Laguna Colorada, Bolivia


In the morning I felt much better: the altitude sickness from the previous night had completely gone and I even had the bonus of having missed dinner to kick-start my post-Argentina diet! When we started off in the car, David advised me to join him in chewing coca leaves to ward off the effects of the further ascent we had planned for the day. He had been chewing them almost constantly since we set off the the previous day, until after a few hours of driving his cheeks bulged like a chipmunk's. I was curious and I really didn't want to feel as ill again, so I took him up on his offer; after initially tasting very strong and bitter, it settles down to quite a pleasant flavour reminiscent of tea. I think it maybe perked me up a little, too, but the effect is certainly no stronger than a cup of coffee. David told me that 80% of Bolivians chew coca leaves; no wonder the American policy of coca plantation eradication is so unpopular in Bolivia: coca is central to their culture.

The landscape on the second day was even more arid than the first, but what really stands out is how richly coloured all the rocks are; apparently this is due to the incredible variety and wealth of the mineral content. We soon came over a pass from where we could look down at what looked like a frozen or snow-covered lake, but David told us that is actually mineral deposits, though not common salt as in the Salar we were eventually going to reach.

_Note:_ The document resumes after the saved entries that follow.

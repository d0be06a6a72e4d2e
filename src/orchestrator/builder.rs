//! Builder for configuring content cache instances

use std::collections::HashMap;
use std::sync::{Arc, Mutex};
use std::time::Duration;

use tracing::warn;

use super::cache::{ContentCache, DEFAULT_REFRESH_INTERVAL};
use crate::budget::{BudgetConfig, BudgetGuard};
use crate::cache::{DEFAULT_REMOTE_TIMEOUT, LocalTier, MemoryConfig, MemoryTier, RemoteTier};
use crate::clock::{Clock, SystemClock};
use crate::config::{Config, Secrets};
use crate::generation::{
    DEFAULT_GENERATION_TIMEOUT, GeminiBackend, GenerationBackend, GenerationGateway, RetryConfig,
    RetryingBackend,
};
use crate::store::{
    DocumentStore, FileKeyValueStore, HttpDocumentStore, KeyValueStore, MemoryDocumentStore,
    default_store_dir,
};
use crate::{Result, WanderloreError};

/// User id used when none is configured.
pub const DEFAULT_USER_ID: &str = "local";

/// Main entry point for creating content caches.
pub struct Wanderlore;

impl Wanderlore {
    /// Create a new builder for configuring the cache.
    pub fn builder() -> WanderloreBuilder {
        WanderloreBuilder::new()
    }
}

/// Builder for [`ContentCache`].
///
/// ```rust,no_run
/// # use std::sync::Arc;
/// # use wanderlore::{Wanderlore, store::{MemoryDocumentStore, MemoryKeyValueStore}};
/// # use wanderlore::generation::GeminiBackend;
/// # fn main() -> wanderlore::Result<()> {
/// let cache = Wanderlore::builder()
///     .user_id("traveller-42")
///     .local_store(Arc::new(MemoryKeyValueStore::new()))
///     .remote_store(Arc::new(MemoryDocumentStore::new()))
///     .backend(Arc::new(GeminiBackend::new("api-key", "gemini-1.5-flash")?))
///     .build()?;
/// # Ok(())
/// # }
/// ```
pub struct WanderloreBuilder {
    user_id: Option<String>,
    local_store: Option<Arc<dyn KeyValueStore>>,
    remote_store: Option<Arc<dyn DocumentStore>>,
    backend: Option<Arc<dyn GenerationBackend>>,
    clock: Arc<dyn Clock>,
    memory: MemoryConfig,
    budget: BudgetConfig,
    retry: Option<RetryConfig>,
    refresh_interval: Duration,
    remote_timeout: Duration,
    generation_timeout: Duration,
}

impl Default for WanderloreBuilder {
    fn default() -> Self {
        Self::new()
    }
}

impl WanderloreBuilder {
    pub fn new() -> Self {
        Self {
            user_id: None,
            local_store: None,
            remote_store: None,
            backend: None,
            clock: Arc::new(SystemClock),
            memory: MemoryConfig::default(),
            budget: BudgetConfig::default(),
            retry: None,
            refresh_interval: DEFAULT_REFRESH_INTERVAL,
            remote_timeout: DEFAULT_REMOTE_TIMEOUT,
            generation_timeout: DEFAULT_GENERATION_TIMEOUT,
        }
    }

    /// Configure everything from a loaded [`Config`] and [`Secrets`].
    ///
    /// Without `remote.base_url` the remote tier and budget live in memory
    /// for the lifetime of the process.
    pub fn from_config(config: &Config, secrets: &Secrets) -> Result<Self> {
        let api_key = secrets.gemini_api_key().ok_or_else(|| {
            WanderloreError::Configuration(
                "No generation API key. Set [gemini] api_key in secrets.toml or GEMINI_API_KEY"
                    .to_string(),
            )
        })?;
        let generation_timeout = Duration::from_secs(config.generation.timeout_secs);
        let mut backend = GeminiBackend::with_base_url(
            api_key,
            &config.generation.model,
            &config.generation.base_url,
            generation_timeout,
        )?;
        if let Some(temperature) = config.generation.temperature {
            backend = backend.temperature(temperature);
        }

        let remote_timeout = Duration::from_secs(config.remote.timeout_secs);
        let remote_store: Arc<dyn DocumentStore> = match &config.remote.base_url {
            Some(base_url) => Arc::new(HttpDocumentStore::with_timeout(
                base_url,
                secrets.remote_token(),
                remote_timeout,
            )?),
            None => {
                warn!("no remote.base_url configured, remote state will not persist");
                Arc::new(MemoryDocumentStore::new())
            }
        };

        let local_dir = config
            .cache
            .local_dir
            .clone()
            .unwrap_or_else(default_store_dir);

        Ok(Self::new()
            .user_id(
                config
                    .remote
                    .user_id
                    .clone()
                    .unwrap_or_else(|| DEFAULT_USER_ID.to_string()),
            )
            .local_store(Arc::new(FileKeyValueStore::new(local_dir)))
            .remote_store(remote_store)
            .backend(Arc::new(backend))
            .memory_config(config.cache.memory_config())
            .budget_config(config.budget.budget_config()?.timeout(remote_timeout))
            .retry(config.generation.retry.retry_config())
            .refresh_interval(config.cache.refresh_interval())
            .remote_timeout(remote_timeout)
            .generation_timeout(generation_timeout))
    }

    /// User whose remote documents and budget are used.
    pub fn user_id(mut self, user_id: impl Into<String>) -> Self {
        self.user_id = Some(user_id.into());
        self
    }

    /// Store backing the local tier.
    pub fn local_store(mut self, store: Arc<dyn KeyValueStore>) -> Self {
        self.local_store = Some(store);
        self
    }

    /// Store backing the remote tier and the budget counter.
    pub fn remote_store(mut self, store: Arc<dyn DocumentStore>) -> Self {
        self.remote_store = Some(store);
        self
    }

    /// Generation backend.
    pub fn backend(mut self, backend: Arc<dyn GenerationBackend>) -> Self {
        self.backend = Some(backend);
        self
    }

    /// Time source (tests use [`ManualClock`](crate::clock::ManualClock)).
    pub fn clock(mut self, clock: Arc<dyn Clock>) -> Self {
        self.clock = clock;
        self
    }

    pub fn memory_config(mut self, config: MemoryConfig) -> Self {
        self.memory = config;
        self
    }

    pub fn budget_config(mut self, config: BudgetConfig) -> Self {
        self.budget = config;
        self
    }

    /// Wrap the backend in a [`RetryingBackend`].
    pub fn retry(mut self, config: RetryConfig) -> Self {
        self.retry = Some(config);
        self
    }

    /// How long remote content stays usable after the last remote write.
    pub fn refresh_interval(mut self, interval: Duration) -> Self {
        self.refresh_interval = interval;
        self
    }

    pub fn remote_timeout(mut self, timeout: Duration) -> Self {
        self.remote_timeout = timeout;
        self
    }

    pub fn generation_timeout(mut self, timeout: Duration) -> Self {
        self.generation_timeout = timeout;
        self
    }

    /// Build the cache.
    ///
    /// Fails with [`Configuration`](WanderloreError::Configuration) when
    /// the user id, a store or the backend is missing.
    pub fn build(self) -> Result<ContentCache> {
        let user_id = self
            .user_id
            .ok_or_else(|| WanderloreError::Configuration("no user id configured".into()))?;
        let local_store = self
            .local_store
            .ok_or_else(|| WanderloreError::Configuration("no local store configured".into()))?;
        let remote_store = self
            .remote_store
            .ok_or_else(|| WanderloreError::Configuration("no remote store configured".into()))?;
        let mut backend = self.backend.ok_or_else(|| {
            WanderloreError::Configuration("no generation backend configured".into())
        })?;
        if let Some(retry) = self.retry.filter(|r| r.max_attempts > 1) {
            backend = Arc::new(RetryingBackend::new(backend, retry));
        }

        let budget = Arc::new(BudgetGuard::new(
            remote_store.clone(),
            user_id.clone(),
            self.budget,
            self.clock.clone(),
        ));

        Ok(ContentCache {
            memory: MemoryTier::new(&self.memory),
            local: LocalTier::new(local_store),
            remote: RemoteTier::new(
                remote_store,
                user_id,
                self.remote_timeout,
                self.clock.clone(),
            ),
            gateway: GenerationGateway::new(backend, budget, self.clock.clone())
                .with_timeout(self.generation_timeout),
            clock: self.clock,
            refresh_interval: self.refresh_interval,
            in_flight: Mutex::new(HashMap::new()),
        })
    }
}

We passed a small green patch where lots of llamas were grazing. The each had different coloured ribbons tied to their ears to identify to whom the belonged. David told us that each family in the area owns about two hundred (I think it was) llamas, since they are their only source of wealth.

Out of the car is was really cold, since we were at about five thousand metres above sea-level, but still the coca leaves seemed to be keeping any problems at bay. Everyone else started feeling sick though. I'm not sure if I had just gone through some threshold the night before or if it genuinely was chewing the coca leaves that kept me healthy, but I was definitely the best off all day.

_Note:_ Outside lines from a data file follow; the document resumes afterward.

use std::sync::Arc;
use std::sync::atomic::{AtomicU32, Ordering};
use std::time::Duration;

use async_trait::async_trait;
use serde_json::{Value, json};

use wanderlore::generation::{
    GenerationBackend, GenerationRequest, RetryConfig, RetryingBackend,
};
use wanderlore::{Result, WanderloreError};

/// Mock backend that fails N times then succeeds.
struct FailThenSucceed {
    fail_count: AtomicU32,
    fail_with: fn() -> WanderloreError,
    total_calls: AtomicU32,
}

impl FailThenSucceed {
    fn new(failures: u32, fail_with: fn() -> WanderloreError) -> Self {
        Self {
            fail_count: AtomicU32::new(failures),
            fail_with,
            total_calls: AtomicU32::new(0),
        }
    }

    fn call_count(&self) -> u32 {
        self.total_calls.load(Ordering::Relaxed)
    }
}

#[async_trait]
impl GenerationBackend for FailThenSucceed {
    fn name(&self) -> &str {
        "mock-retry"
    }

    async fn generate(&self, _request: &GenerationRequest) -> Result<Value> {
        self.total_calls.fetch_add(1, Ordering::Relaxed);
        let remaining = self.fail_count.load(Ordering::Relaxed);
        if remaining > 0 {
            self.fail_count.fetch_sub(1, Ordering::Relaxed);
            return Err((self.fail_with)());
        }
        Ok(json!({"ok": true}))
    }
}

fn fast_retry(attempts: u32) -> RetryConfig {
    RetryConfig::new()
        .max_attempts(attempts)
        .initial_delay(Duration::from_millis(1))
}

#[tokio::test]
async fn retries_on_transient_error_then_succeeds() {
    let inner = Arc::new(FailThenSucceed::new(2, || {
        WanderloreError::UpstreamRateLimited { retry_after: None }
    }));
    let backend = RetryingBackend::new(inner.clone(), fast_retry(3));

    let result = backend.generate(&GenerationRequest::json("p")).await;

    assert!(result.is_ok());
    assert_eq!(inner.call_count(), 3); // 2 failures + 1 success
}

#[tokio::test]
async fn gives_up_after_max_attempts() {
    let inner = Arc::new(FailThenSucceed::new(10, || {
        WanderloreError::Network("connection reset".into())
    }));
    let backend = RetryingBackend::new(inner.clone(), fast_retry(3));

    let err = backend
        .generate(&GenerationRequest::json("p"))
        .await
        .unwrap_err();

    assert!(matches!(err, WanderloreError::Network(_)));
    assert_eq!(inner.call_count(), 3);
}

#[tokio::test]
async fn does_not_retry_permanent_errors() {
    let inner = Arc::new(FailThenSucceed::new(1, || {
        WanderloreError::AuthenticationFailed
    }));
    let backend = RetryingBackend::new(inner.clone(), fast_retry(3));

    let result = backend.generate(&GenerationRequest::json("p")).await;

    assert!(matches!(result, Err(WanderloreError::AuthenticationFailed)));
    assert_eq!(inner.call_count(), 1);
}

#[tokio::test]
async fn client_errors_are_permanent() {
    let inner = Arc::new(FailThenSucceed::new(1, || WanderloreError::Api {
        status: 400,
        message: "bad request".into(),
    }));
    let backend = RetryingBackend::new(inner.clone(), fast_retry(3));

    assert!(backend.generate(&GenerationRequest::json("p")).await.is_err());
    assert_eq!(inner.call_count(), 1);
}

#[tokio::test(start_paused = true)]
async fn respects_retry_after_hint() {
    let inner = Arc::new(FailThenSucceed::new(1, || {
        WanderloreError::UpstreamRateLimited {
            retry_after: Some(Duration::from_secs(30)),
        }
    }));
    let backend = RetryingBackend::new(inner.clone(), fast_retry(2));

    let start = tokio::time::Instant::now();
    backend
        .generate(&GenerationRequest::json("p"))
        .await
        .unwrap();
    assert!(start.elapsed() >= Duration::from_secs(30));
    assert_eq!(inner.call_count(), 2);
}

#[tokio::test]
async fn disabled_config_makes_one_attempt() {
    let inner = Arc::new(FailThenSucceed::new(1, || WanderloreError::Timeout(
        Duration::from_secs(1)
    )));
    let backend = RetryingBackend::new(inner.clone(), RetryConfig::disabled());

    assert!(backend.generate(&GenerationRequest::json("p")).await.is_err());
    assert_eq!(inner.call_count(), 1);
}
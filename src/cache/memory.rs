//! Process-local memory tier.
//!
//! The cheapest tier and the first one checked. Entries live in a moka
//! LRU cache with a per-entry time-to-live (default 10 minutes), keyed on
//! `(content type, normalized key)`. Nothing here survives a restart.

use std::sync::Arc;
use std::time::Duration;

use moka::future::Cache;

use crate::types::{ContentItem, ContentKey, ContentType};

/// Configuration for the memory tier.
///
/// ```rust
/// # use wanderlore::cache::MemoryConfig;
/// # use std::time::Duration;
/// let config = MemoryConfig::new()
///     .max_entries(500)
///     .ttl(Duration::from_secs(300));
/// ```
#[derive(Debug, Clone)]
pub struct MemoryConfig {
    /// Maximum number of cached items. Default: 1,000.
    pub max_entries: u64,
    /// Time-to-live for each item. Default: 10 minutes.
    pub ttl: Duration,
}

impl Default for MemoryConfig {
    fn default() -> Self {
        Self {
            max_entries: 1_000,
            ttl: Duration::from_secs(10 * 60),
        }
    }
}

impl MemoryConfig {
    pub fn new() -> Self {
        Self::default()
    }

    /// Set the maximum number of cached items.
    pub fn max_entries(mut self, n: u64) -> Self {
        self.max_entries = n;
        self
    }

    /// Set the time-to-live for cached items.
    pub fn ttl(mut self, ttl: Duration) -> Self {
        self.ttl = ttl;
        self
    }
}

type MemoryKey = (ContentType, String);

/// In-memory tier holding shared, immutable items.
pub struct MemoryTier {
    cache: Cache<MemoryKey, Arc<ContentItem>>,
}

impl MemoryTier {
    pub fn new(config: &MemoryConfig) -> Self {
        let cache = Cache::builder()
            .max_capacity(config.max_entries)
            .time_to_live(config.ttl)
            .build();
        Self { cache }
    }

    /// Look up an item. `None` on miss or expiry.
    pub async fn get(&self, content_type: ContentType, key: &ContentKey) -> Option<Arc<ContentItem>> {
        self.cache
            .get(&(content_type, key.as_str().to_string()))
            .await
    }

    /// Insert (or overwrite) an item under its own key and type.
    pub async fn put(&self, item: Arc<ContentItem>) {
        let key = (item.content_type(), item.key.clone());
        self.cache.insert(key, item).await;
    }

    /// Drop a single entry.
    pub async fn invalidate(&self, content_type: ContentType, key: &ContentKey) {
        self.cache
            .invalidate(&(content_type, key.as_str().to_string()))
            .await;
    }

    /// Evict everything.
    pub fn clear(&self) {
        self.cache.invalidate_all();
    }

    /// Number of live entries, after flushing pending maintenance.
    pub async fn len(&self) -> u64 {
        self.cache.run_pending_tasks().await;
        self.cache.entry_count()
    }

    pub async fn is_empty(&self) -> bool {
        self.len().await == 0
    }
}

impl Default for MemoryTier {
    fn default() -> Self {
        Self::new(&MemoryConfig::default())
    }
}
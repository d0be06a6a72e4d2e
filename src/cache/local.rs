//! Device-local persistent tier.
//!
//! Items are stored as `ContentItem` JSON in a [`KeyValueStore`] under
//! `"<prefix>:<key>"`, where the prefix is the content type's
//! [`storage_prefix`](ContentType::storage_prefix). There is no TTL here:
//! whether a local copy is still good is not this tier's call.
//!
//! A stored value that fails to decode, or decodes to content the
//! generator would have rejected, is removed and reported as a miss.
//! Only store I/O failures come back as errors.

use std::sync::Arc;

use tracing::warn;

use crate::Result;
use crate::generation::schema;
use crate::store::KeyValueStore;
use crate::types::{ContentItem, ContentKey, ContentType};

/// Persistent tier over a [`KeyValueStore`].
pub struct LocalTier {
    store: Arc<dyn KeyValueStore>,
}

impl LocalTier {
    pub fn new(store: Arc<dyn KeyValueStore>) -> Self {
        Self { store }
    }

    /// Look up an item.
    pub async fn get(
        &self,
        content_type: ContentType,
        key: &ContentKey,
    ) -> Result<Option<ContentItem>> {
        self.load(content_type, &storage_key(content_type, key.as_str()))
            .await
    }

    /// Persist an item under its own key and type.
    pub async fn put(&self, item: &ContentItem) -> Result<()> {
        let json = serde_json::to_string(item)?;
        self.store
            .set(&storage_key(item.content_type(), &item.key), &json)
            .await
    }

    /// Every decodable item of a type. Malformed entries are removed.
    pub async fn get_all(&self, content_type: ContentType) -> Result<Vec<ContentItem>> {
        let mut items = Vec::new();
        for storage_key in self.store.keys(&namespace(content_type)).await? {
            if let Some(item) = self.load(content_type, &storage_key).await? {
                items.push(item);
            }
        }
        Ok(items)
    }

    /// Remove every item of a type.
    pub async fn clear(&self, content_type: ContentType) -> Result<()> {
        for storage_key in self.store.keys(&namespace(content_type)).await? {
            self.store.remove(&storage_key).await?;
        }
        Ok(())
    }

    async fn load(
        &self,
        content_type: ContentType,
        storage_key: &str,
    ) -> Result<Option<ContentItem>> {
        let Some(raw) = self.store.get(storage_key).await? else {
            return Ok(None);
        };

        match decode(content_type, &raw) {
            Ok(item) => Ok(Some(item)),
            Err(reason) => {
                warn!(
                    store = self.store.name(),
                    key = storage_key,
                    %reason,
                    "removing malformed local entry"
                );
                if let Err(e) = self.store.remove(storage_key).await {
                    warn!(key = storage_key, error = %e, "failed to remove malformed local entry");
                }
                Ok(None)
            }
        }
    }
}

fn namespace(content_type: ContentType) -> String {
    format!("{}:", content_type.storage_prefix())
}

fn storage_key(content_type: ContentType, key: &str) -> String {
    format!("{}{key}", namespace(content_type))
}

fn decode(content_type: ContentType, raw: &str) -> std::result::Result<ContentItem, String> {
    let item: ContentItem = serde_json::from_str(raw).map_err(|e| e.to_string())?;
    if item.content_type() != content_type {
        return Err(format!(
            "expected {content_type}, found {}",
            item.content_type()
        ));
    }
    schema::check(&item.payload).map_err(|e| e.to_string())?;
    Ok(item)
}
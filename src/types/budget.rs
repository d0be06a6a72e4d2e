//! Request budget state and status.

use chrono::{DateTime, NaiveDate, Utc};
use serde::{Deserialize, Serialize};

/// Persisted per-user budget counter (the `requestLimits` field).
#[derive(Debug, Clone, PartialEq, Eq, Default, Serialize, Deserialize)]
#[serde(rename_all = "camelCase")]
pub struct RequestLimits {
    /// Generation calls made on `last_request_date`.
    #[serde(default)]
    pub request_count: u32,
    /// Calendar day of the last counted call.
    #[serde(default)]
    pub last_request_date: Option<NaiveDate>,
    /// Set once the ceiling is reached: the next local midnight.
    #[serde(default, skip_serializing_if = "Option::is_none")]
    pub next_available_time: Option<DateTime<Utc>>,
}

/// Result of a budget check, shaped for UI display.
#[derive(Debug, Clone, Copy, PartialEq, Eq, Serialize, Deserialize)]
#[serde(rename_all = "camelCase")]
pub struct BudgetStatus {
    pub can_request: bool,
    pub requests_remaining: u32,
    #[serde(default, skip_serializing_if = "Option::is_none")]
    pub next_available_time: Option<DateTime<Utc>>,
}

At the park entrance a poster had advertised the fact we would see flamingos and when we got to the mineral-rich lake, we discovered there loads of flamingos all over the lake, though they were quite shy, and tried to evade our photography.

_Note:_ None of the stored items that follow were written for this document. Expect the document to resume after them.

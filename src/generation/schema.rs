//! Strict validation of model output into typed payloads.
//!
//! [`validate`] either returns a fully typed [`ContentPayload`] or an
//! [`InvalidResponse`](WanderloreError::InvalidResponse) naming the first
//! field that could not be used. Required fields are never invented.
//! Optional fields that are missing, empty or mis-shaped are replaced by
//! the templates in [`fallback`](super::fallback) and reported in
//! [`Validated::repaired`].
//!
//! | Type             | Required                                  | Repaired                          |
//! |------------------|-------------------------------------------|-----------------------------------|
//! | cultural insight | `region`, `customs[]`, `etiquette`, `diningTips` | `restaurants`, `bars`, `localTips` |
//! | quiz             | `title`, `description`, `questions[]` (≥ 1 valid) | per-question `explanation`, invalid questions dropped |

use serde_json::{Map, Value};

use super::fallback;
use crate::types::{
    ContentPayload, ContentType, CulturalInsight, Quiz, QuizQuestion, Recommendation,
};
use crate::{Result, WanderloreError};

/// A validated payload plus the optional fields that had to be repaired.
#[derive(Debug, Clone, PartialEq)]
pub struct Validated {
    pub payload: ContentPayload,
    pub repaired: Vec<&'static str>,
}

/// Validate `value` as a payload of `content_type` about `topic`.
pub fn validate(content_type: ContentType, topic: &str, value: &Value) -> Result<Validated> {
    let obj = value
        .as_object()
        .ok_or_else(|| invalid("$", "expected a JSON object"))?;
    let mut repaired = Vec::new();
    let payload = match content_type {
        ContentType::CulturalInsight => {
            ContentPayload::CulturalInsight(cultural_insight(obj, topic, &mut repaired)?)
        }
        ContentType::Quiz => ContentPayload::Quiz(quiz(obj, topic, &mut repaired)?),
    };
    Ok(Validated { payload, repaired })
}

fn cultural_insight(
    obj: &Map<String, Value>,
    topic: &str,
    repaired: &mut Vec<&'static str>,
) -> Result<CulturalInsight> {
    let customs = string_list(obj.get("customs"))
        .filter(|c| !c.is_empty())
        .ok_or_else(|| invalid("customs", "expected a non-empty array of strings"))?;

    let restaurants = recommendations(obj.get("restaurants")).unwrap_or_else(|| {
        repaired.push("restaurants");
        fallback::restaurants(topic)
    });
    let bars = recommendations(obj.get("bars")).unwrap_or_else(|| {
        repaired.push("bars");
        fallback::bars(topic)
    });
    let local_tips = string_list(obj.get("localTips"))
        .filter(|t| !t.is_empty())
        .unwrap_or_else(|| {
            repaired.push("localTips");
            fallback::local_tips(topic)
        });

    Ok(CulturalInsight {
        region: required_text(obj, "region")?,
        customs,
        etiquette: required_text(obj, "etiquette")?,
        dining_tips: required_text(obj, "diningTips")?,
        restaurants,
        bars,
        local_tips,
    })
}

fn quiz(obj: &Map<String, Value>, topic: &str, repaired: &mut Vec<&'static str>) -> Result<Quiz> {
    let title = required_text(obj, "title")?;
    let description = required_text(obj, "description")?;
    let raw_questions = obj
        .get("questions")
        .and_then(Value::as_array)
        .ok_or_else(|| invalid("questions", "expected an array"))?;

    let mut questions = Vec::with_capacity(raw_questions.len());
    let mut explanation_filled = false;
    for raw in raw_questions {
        let Some((question, filled)) = quiz_question(raw, topic) else {
            continue;
        };
        explanation_filled |= filled;
        questions.push(question);
    }

    if questions.is_empty() {
        return Err(invalid("questions", "no valid questions"));
    }
    if questions.len() < raw_questions.len() {
        repaired.push("questions");
    }
    if explanation_filled {
        repaired.push("explanation");
    }

    Ok(Quiz {
        title,
        description,
        questions,
    })
}

/// A question and whether its explanation was filled in.
fn quiz_question(raw: &Value, topic: &str) -> Option<(QuizQuestion, bool)> {
    let obj = raw.as_object()?;
    let question = text(obj.get("question"))?;
    // Positions matter: `correctAnswerIndex` points into this array.
    let options: [String; 4] = obj
        .get("options")?
        .as_array()?
        .iter()
        .map(|option| text(Some(option)))
        .collect::<Option<Vec<_>>>()?
        .try_into()
        .ok()?;
    let correct_answer_index = obj
        .get("correctAnswerIndex")
        .and_then(Value::as_u64)
        .filter(|i| *i < 4)
        .and_then(|i| u8::try_from(i).ok())?;

    let (explanation, filled) = match text(obj.get("explanation")) {
        Some(explanation) => (explanation, false),
        None => (
            fallback::explanation(topic, &options[usize::from(correct_answer_index)]),
            true,
        ),
    };

    Some((
        QuizQuestion {
            question,
            options,
            correct_answer_index,
            explanation,
        },
        filled,
    ))
}

/// Re-check a typed payload read back from storage.
///
/// Serde guarantees the shape; this enforces what [`validate`] would have
/// required of the same content: non-blank text, non-empty lists, at least
/// one question and an in-range answer index.
pub fn check(payload: &ContentPayload) -> Result<()> {
    match payload {
        ContentPayload::CulturalInsight(insight) => {
            non_blank("region", &insight.region)?;
            non_blank("etiquette", &insight.etiquette)?;
            non_blank("diningTips", &insight.dining_tips)?;
            if insight.customs.is_empty() || insight.customs.iter().any(|c| c.trim().is_empty()) {
                return Err(invalid("customs", "expected a non-empty array of strings"));
            }
        }
        ContentPayload::Quiz(quiz) => {
            non_blank("title", &quiz.title)?;
            non_blank("description", &quiz.description)?;
            if quiz.questions.is_empty() {
                return Err(invalid("questions", "no valid questions"));
            }
            for question in &quiz.questions {
                non_blank("question", &question.question)?;
                non_blank("explanation", &question.explanation)?;
                if question.options.iter().any(|o| o.trim().is_empty()) {
                    return Err(invalid("options", "expected four non-empty strings"));
                }
                if question.correct_answer_index > 3 {
                    return Err(invalid("correctAnswerIndex", "expected 0 to 3"));
                }
            }
        }
    }
    Ok(())
}

fn non_blank(field: &str, value: &str) -> Result<()> {
    if value.trim().is_empty() {
        return Err(invalid(field, "expected a non-empty string"));
    }
    Ok(())
}

fn required_text(obj: &Map<String, Value>, field: &str) -> Result<String> {
    text(obj.get(field)).ok_or_else(|| invalid(field, "expected a non-empty string"))
}

fn text(value: Option<&Value>) -> Option<String> {
    value
        .and_then(Value::as_str)
        .map(str::trim)
        .filter(|s| !s.is_empty())
        .map(str::to_string)
}

/// An array of strings. Blank entries are dropped; any non-string entry
/// rejects the whole array. Not for positional lists.
fn string_list(value: Option<&Value>) -> Option<Vec<String>> {
    value?
        .as_array()?
        .iter()
        .map(|v| v.as_str().map(str::trim))
        .filter(|s| s.is_none_or(|s| !s.is_empty()))
        .map(|s| s.map(str::to_string))
        .collect()
}

/// Recommendations given as objects (`{name, description}`) or bare names.
/// `None` when absent, empty or mis-shaped.
fn recommendations(value: Option<&Value>) -> Option<Vec<Recommendation>> {
    let list = value?
        .as_array()?
        .iter()
        .map(|entry| match entry {
            Value::String(name) => text(Some(entry)).map(|_| Recommendation {
                name: name.trim().to_string(),
                description: String::new(),
            }),
            Value::Object(obj) => Some(Recommendation {
                name: text(obj.get("name"))?,
                description: text(obj.get("description")).unwrap_or_default(),
            }),
            _ => None,
        })
        .collect::<Option<Vec<_>>>()?;
    (!list.is_empty()).then_some(list)
}

fn invalid(field: &str, reason: &str) -> WanderloreError {
    WanderloreError::InvalidResponse {
        field: field.to_string(),
        reason: reason.to_string(),
    }
}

We pressed on, through ever drier ground until there was almost no plant life at all. All the time we were surrounded by colourful mountains bursting with valuable minerals apparently. No wonder Bolivia was exploited by the Spanish so much as a mining country and source of raw materials.



Finally we came to a hot spring, where we had lunch then took a dip in beautiful surroundings.

Then it was onto Laguna Blanca and Laguna Verde, with Volcan Licancabur as the backdrop.

David told us we would next be driving through the Desierto de Dali. I wasn't sure what the big deal was supposed to be, but we all took photos anyway. I suppose some of the warped rocks are supposed to look like something he would have painted. Or maybe the place inspired him, my Spanish wasn't good enough to work it out.

Then the next stop in our busy schedule was at some geysers at 5000m. Tina started to feel really ill here, and David gave her some drug for treating altitude sickness. I still felt fine and encouraged everyone else to have some coca leaves but, apart from Joanne testing a couple of leaves, everyone else stuck with their sickness or chemical treatments.

Finally we dropped down towards Laguna Colorada where we were scheduled to spend that night. We would be sleeping at 4350m and I still felt fine. David said that we would not actually take in the lake until the morning, instead saying that it was time for tea. We sat down to some bread and the sickly sweet dolce de leche when I remembered that I really wanted to finish off the Chilli Bovril that I had been carrying since South Africa: my bag was too heavy and it was time to start doing away with pointless extras like this. With our bread, we were also offered various teas, including some of David stash of coca leaves, to use as an infusion. Very pleasant, subtle, and I'm sure as harmless as coffee. What is it about Western culture that makes us want to distil and refine the goodness out of natural products until they become dangerous and addictive?